• PROVIDED DATA
//! Wire seam for the remote media service. Implementations wrap an already
//! authenticated client; request encoding and the key handshake live there.

use async_trait::async_trait;
use thiserror::Error;

use super::ContentRef;

pub type DcId = i32;

#[derive(Debug, Error, Clone, PartialEq, Eq)]
pub enum RpcError {
    #[error("authorization key is not registered")]
    AuthKeyUnregistered,
    #[error("exported authorization bytes are invalid")]
    AuthBytesInvalid,
    #[error("file reference expired")]
    FileReferenceExpired,
    #[error("file reference invalid")]
    FileReferenceInvalid,
    #[error("mirror volume location not found")]
    VolumeLocationNotFound,
    #[error("invalid content reference: {0}")]
    InvalidReference(String),
    #[error("rpc error {code}: {message}")]
    Other { code: i32, message: String },
}

/// Decoded content reference: the datacenter holding the object and the
/// transport-specific location payload.
#[derive(Debug, Clone, PartialEq, Eq)]
pub struct FileLocation {
    pub dc_id: DcId,
    pub location: Vec<u8>,
}

#[derive(Debug, Clone, PartialEq, Eq)]
pub struct ExportedAuthorization {
    pub id: i64,
    pub bytes: Vec<u8>,
}

#[derive(Debug, Clone, PartialEq, Eq)]
pub struct MirrorRedirect {
    pub dc_id: DcId,
    pub file_token: Vec<u8>,
    pub encryption_key: Vec<u8>,
    pub encryption_iv: Vec<u8>,
}

#[derive(Debug, Clone, PartialEq, Eq)]
pub enum FileChunk {
    Bytes(Vec<u8>),
    Redirect(MirrorRedirect),
}

#[derive(Debug, Clone, PartialEq, Eq)]
pub enum MirrorChunk {
    Bytes(Vec<u8>),
    ReuploadNeeded { request_token: Vec<u8> },
}

/// SHA-256 of `limit` bytes starting at absolute `offset`.
#[derive(Debug, Clone, PartialEq, Eq)]
pub struct ChunkHash {
    pub offset: u64,
    pub limit: u64,
    pub hash: Vec<u8>,
}

#[derive(Debug, Clone, Copy, PartialEq, Eq)]
pub enum SessionKind {
    Media,
    Mirror,
}

#[async_trait]
pub trait MediaSession: Send + Sync {
    async fn get_file(
        &self,
        location: &FileLocation,
        offset: u64,
        limit: u64,
    ) -> Result<FileChunk, RpcError>;

    async fn import_authorization(&self, auth: &ExportedAuthorization) -> Result<(), RpcError>;

    async fn get_mirror_file(
        &self,
        file_token: &[u8],
        offset: u64,
        limit: u64,
    ) -> Result<MirrorChunk, RpcError>;

    async fn reupload_to_mirror(
        &self,
        file_token: &[u8],
        request_token: &[u8],
    ) -> Result<(), RpcError>;

    async fn get_mirror_hashes(
        &self,
        file_token: &[u8],
        offset: u64,
    ) -> Result<Vec<ChunkHash>, RpcError>;

    async fn stop(&self);
}

#[async_trait]
pub trait MediaTransport: Send + Sync {
    type Session: MediaSession + 'static;

    /// Datacenter the client is logged into; its sessions need no
    /// authorization transfer.
    fn home_dc(&self) -> DcId;

    fn locate(&self, content: &ContentRef) -> Result<FileLocation, RpcError>;

    /// Opens and starts a session to `dc_id`.
    async fn open_session(&self, dc_id: DcId, kind: SessionKind) -> Result<Self::Session, RpcError>;

    /// Exports the home authorization for import on `dc_id`.
    async fn export_authorization(&self, dc_id: DcId) -> Result<ExportedAuthorization, RpcError>;
}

• WHAT IS EXPECTED
The full set of records must be transcribed character for character.

• TASK OUTPUT
//! Wire seam for the remote media service. Implementations wrap an already
//! authenticated client; request encoding and the key handshake live there.

use async_trait::async_trait;
use thiserror::Error;

use super::ContentRef;

pub type DcId = i32;

#[derive(Debug, Error, Clone, PartialEq, Eq)]
pub enum RpcError {
    #[error("authorization key is not registered")]
    AuthKeyUnregistered,
    #[error("exported authorization bytes are invalid")]
    AuthBytesInvalid,
    #[error("file reference expired")]
    FileReferenceExpired,
    #[error("file reference invalid")]
    FileReferenceInvalid,
    #[error("mirror volume location not found")]
    VolumeLocationNotFound,
    #[error("invalid content reference: {0}")]
    InvalidReference(String),
    #[error("rpc error {code}: {message}")]
    Other { code: i32, message: String },
}

/// Decoded content reference: the datacenter holding the object and the
/// transport-specific location payload.
#[derive(Debug, Clone, PartialEq, Eq)]
pub struct FileLocation {
    pub dc_id: DcId,
    pub location: Vec<u8>,
}

#[derive(Debug, Clone, PartialEq, Eq)]
pub struct ExportedAuthorization {
    pub id: i64,
    pub bytes: Vec<u8>,
}

#[derive(Debug, Clone, PartialEq, Eq)]
pub struct MirrorRedirect {
    pub dc_id: DcId,
    pub file_token: Vec<u8>,
    pub encryption_key: Vec<u8>,
    pub encryption_iv: Vec<u8>,
}

#[derive(Debug, Clone, PartialEq, Eq)]
pub enum FileChunk {
    Bytes(Vec<u8>),
    Redirect(MirrorRedirect),
}

#[derive(Debug, Clone, PartialEq, Eq)]
pub enum MirrorChunk {
    Bytes(Vec<u8>),
    ReuploadNeeded { request_token: Vec<u8> },
}

/// SHA-256 of `limit` bytes starting at absolute `offset`.
#[derive(Debug, Clone, PartialEq, Eq)]
pub struct ChunkHash {
    pub offset: u64,
    pub limit: u64,
    pub hash: Vec<u8>,
}

#[derive(Debug, Clone, Copy, PartialEq, Eq)]
pub enum SessionKind {
    Media,
    Mirror,
}

#[async_trait]
pub trait MediaSession: Send + Sync {
    async fn get_file(
        &self,
        location: &FileLocation,
        offset: u64,
        limit: u64,
    ) -> Result<FileChunk, RpcError>;

    async fn import_authorization(&self, auth: &ExportedAuthorization) -> Result<(), RpcError>;

    async fn get_mirror_file(
        &self,
        file_token: &[u8],
        offset: u64,
        limit: u64,
    ) -> Result<MirrorChunk, RpcError>;

    async fn reupload_to_mirror(
        &self,
        file_token: &[u8],
        request_token: &[u8],
    ) -> Result<(), RpcError>;

    async fn get_mirror_hashes(
        &self,
        file_token: &[u8],
        offset: u64,
    ) -> Result<Vec<ChunkHash>, RpcError>;

    async fn stop(&self);
}

#[async_trait]
pub trait MediaTransport: Send + Sync {
    type Session: MediaSession + 'static;

    /// Datacenter the client is logged into; its sessions need no
    /// authorization transfer.
    fn home_dc(&self) -> DcId;

    fn locate(&self, content: &ContentRef) -> Result<FileLocation, RpcError>;

    /// Opens and starts a session to `dc_id`.
    async fn open_session(&self, dc_id: DcId, kind: SessionKind) -> Result<Self::Session, RpcError>;

    /// Exports the home authorization for import on `dc_id`.
    async fn export_authorization(&self, dc_id: DcId) -> Result<ExportedAuthorization, RpcError>;
}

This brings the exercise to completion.